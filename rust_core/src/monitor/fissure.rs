//! Void fissure monitor.
//!
//! Reads `ActiveMissions` from the world state. A fissure is identified by
//! node, mission type, steel path flag, tier, and activation time, so the same
//! node reopening later counts as a new fissure.

use async_trait::async_trait;
use chrono::{DateTime, Utc};
use serde_json::Value;
use tracing::debug;

use super::nodes::NodeDirectory;
use super::payload::{format_remaining, parse_mongo_date, str_field};
use super::{FetchedEntries, Monitor};
use crate::error::{CoreError, CoreResult};
use crate::models::{Attributes, DomainEntry, Notification};
use crate::subscriptions::MatchedOwner;
use crate::world_state::WorldStateClient;

pub const FISSURE_TOPIC: &str = "fissure";

#[derive(Debug, Clone, PartialEq)]
pub struct FissureEntry {
    pub node_id: String,
    pub node: String,
    pub planet: String,
    /// Raw mission code such as `MT_EXTERMINATION`
    pub mission_code: String,
    pub mission_type: String,
    /// Raw tier code such as `VoidT4`
    pub tier_code: String,
    pub tier: String,
    pub hard: bool,
    pub activation: Option<DateTime<Utc>>,
    pub expiry: Option<DateTime<Utc>>,
}

impl FissureEntry {
    pub fn difficulty(&self) -> &'static str {
        if self.hard {
            "steel"
        } else {
            "normal"
        }
    }

    fn location(&self) -> String {
        if self.planet.is_empty() {
            self.node.clone()
        } else {
            format!("{} ({})", self.node, self.planet)
        }
    }

    fn time_left(&self) -> String {
        self.expiry
            .map(|expiry| format_remaining(expiry.signed_duration_since(Utc::now())))
            .unwrap_or_else(|| "unknown".to_string())
    }
}

impl DomainEntry for FissureEntry {
    fn key(&self) -> String {
        let activation = self
            .activation
            .map(|a| a.timestamp_millis().to_string())
            .unwrap_or_default();
        format!(
            "{}_{}_{}_{}_{}",
            self.node_id, self.mission_code, self.hard, self.tier_code, activation
        )
    }

    fn topic(&self) -> &'static str {
        FISSURE_TOPIC
    }

    fn attributes(&self) -> Attributes {
        let mut attrs = Attributes::new();
        attrs.insert("tier".to_string(), self.tier.clone());
        attrs.insert("tier_code".to_string(), self.tier_code.clone());
        attrs.insert("mission_type".to_string(), self.mission_type.clone());
        attrs.insert("mission_code".to_string(), self.mission_code.clone());
        attrs.insert("difficulty".to_string(), self.difficulty().to_string());
        attrs.insert("planet".to_string(), self.planet.clone());
        attrs.insert("node".to_string(), self.node.clone());
        attrs.insert("node_id".to_string(), self.node_id.clone());
        attrs
    }

    fn expiry(&self) -> Option<DateTime<Utc>> {
        self.expiry
    }

    fn summary(&self) -> String {
        format!(
            "{} {} {} @ {}",
            self.tier,
            if self.hard { "Steel Path" } else { "Normal" },
            self.mission_type,
            self.location()
        )
    }
}

/// Friendly tier name for a `VoidT*` code.
pub fn tier_name(code: &str) -> String {
    match code {
        "VoidT1" => "Lith",
        "VoidT2" => "Meso",
        "VoidT3" => "Neo",
        "VoidT4" => "Axi",
        "VoidT5" => "Requiem",
        "VoidT6" => "Omnia",
        other => return other.replace("VoidT", "T"),
    }
    .to_string()
}

/// Friendly mission name for an `MT_*` code.
pub fn mission_name(code: &str) -> String {
    let known = match code {
        "MT_EXTERMINATION" => "Exterminate",
        "MT_SURVIVAL" => "Survival",
        "MT_DEFENSE" => "Defense",
        "MT_MOBILE_DEFENSE" => "Mobile Defense",
        "MT_CAPTURE" => "Capture",
        "MT_RESCUE" => "Rescue",
        "MT_SABOTAGE" => "Sabotage",
        "MT_INTEL" => "Spy",
        "MT_TERRITORY" => "Interception",
        "MT_EXCAVATE" => "Excavation",
        "MT_RETRIEVAL" => "Hijack",
        "MT_ASSASSINATION" => "Assassination",
        "MT_EVACUATION" => "Defection",
        "MT_ARENA" => "Rathuum",
        "MT_ARTIFACT" => "Disruption",
        "MT_ALCHEMY" => "Alchemy",
        "MT_CORRUPTION" => "Void Flood",
        "MT_VOID_CASCADE" => "Void Cascade",
        "MT_ENDLESS_CAPTURE" => "Void Armageddon",
        "MT_ASCENSION" => "Ascension",
        _ => "",
    };
    if !known.is_empty() {
        return known.to_string();
    }
    code.trim_start_matches("MT_")
        .split('_')
        .filter(|w| !w.is_empty())
        .map(|w| {
            let lower = w.to_lowercase();
            let mut chars = lower.chars();
            match chars.next() {
                Some(first) => first.to_uppercase().chain(chars).collect(),
                None => String::new(),
            }
        })
        .collect::<Vec<String>>()
        .join(" ")
}

/// Active fissures in `payload` that have not expired at `now`.
pub fn extract_fissures(
    payload: &Value,
    nodes: &NodeDirectory,
    now: DateTime<Utc>,
) -> Option<Vec<FissureEntry>> {
    let missions = payload.get("ActiveMissions")?.as_array()?;
    let entries = missions
        .iter()
        .filter_map(|raw| {
            let node_id = str_field(raw, "Node");
            if node_id.is_empty() {
                debug!("Skipping fissure without node: {}", raw);
                return None;
            }
            let expiry = raw.get("Expiry").and_then(parse_mongo_date);
            if expiry.map_or(false, |e| e <= now) {
                return None;
            }
            let info = nodes.resolve(node_id);
            let mission_code = str_field(raw, "MissionType").to_string();
            let tier_code = str_field(raw, "Modifier").to_string();
            Some(FissureEntry {
                node_id: node_id.to_string(),
                node: info.name,
                planet: info.planet,
                mission_type: mission_name(&mission_code),
                mission_code,
                tier: tier_name(&tier_code),
                tier_code,
                hard: raw.get("Hard").and_then(Value::as_bool).unwrap_or(false),
                activation: raw.get("Activation").and_then(parse_mongo_date),
                expiry,
            })
        })
        .collect();
    Some(entries)
}

pub struct FissureMonitor {
    platform: String,
    nodes: NodeDirectory,
    display_targets: Vec<String>,
}

impl FissureMonitor {
    pub fn new(platform: impl Into<String>, nodes: NodeDirectory, display_targets: Vec<String>) -> Self {
        Self {
            platform: platform.into(),
            nodes,
            display_targets,
        }
    }
}

#[async_trait]
impl Monitor for FissureMonitor {
    type Entry = FissureEntry;

    fn name(&self) -> &str {
        "fissure"
    }

    async fn fetch_data(&self, client: &WorldStateClient) -> CoreResult<FetchedEntries<FissureEntry>> {
        let snapshot = client.get_state(&self.platform).await?;
        let entries = extract_fissures(&snapshot.payload, &self.nodes, Utc::now())
            .ok_or_else(|| CoreError::upstream(&self.platform, "payload has no ActiveMissions list"))?;
        Ok(FetchedEntries {
            version: snapshot.version,
            entries,
        })
    }

    async fn on_new_entry(&self, entry: &FissureEntry) -> anyhow::Result<Vec<Notification>> {
        if self.display_targets.is_empty() {
            return Ok(Vec::new());
        }
        let message = format!("New fissure: {} ({} left)", entry.summary(), entry.time_left());
        Ok(Notification::to_groups(&self.display_targets, &message))
    }

    fn format_match(&self, entry: &FissureEntry, _owner: &MatchedOwner) -> anyhow::Result<String> {
        Ok(format!(
            "Fissure subscription alert!\n\
             ================\n\
             A fissure you subscribed to is open:\n\
             - Mission: {}\n\
             - Difficulty: {}\n\
             - Tier: {}\n\
             - Location: {}\n\
             - Time left: {}",
            entry.mission_type,
            if entry.hard { "Steel Path" } else { "Normal" },
            entry.tier,
            entry.location(),
            entry.time_left()
        ))
    }
}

+-------+

__Task requirements__
Check each line above for "nodes" and return the ones that have it.

__The answer__
use super::nodes::NodeDirectory;
    nodes: &NodeDirectory,
            let info = nodes.resolve(node_id);
    nodes: NodeDirectory,
    pub fn new(platform: impl Into<String>, nodes: NodeDirectory, display_targets: Vec<String>) -> Self {
            nodes,
        let entries = extract_fissures(&snapshot.payload, &self.nodes, Utc::now())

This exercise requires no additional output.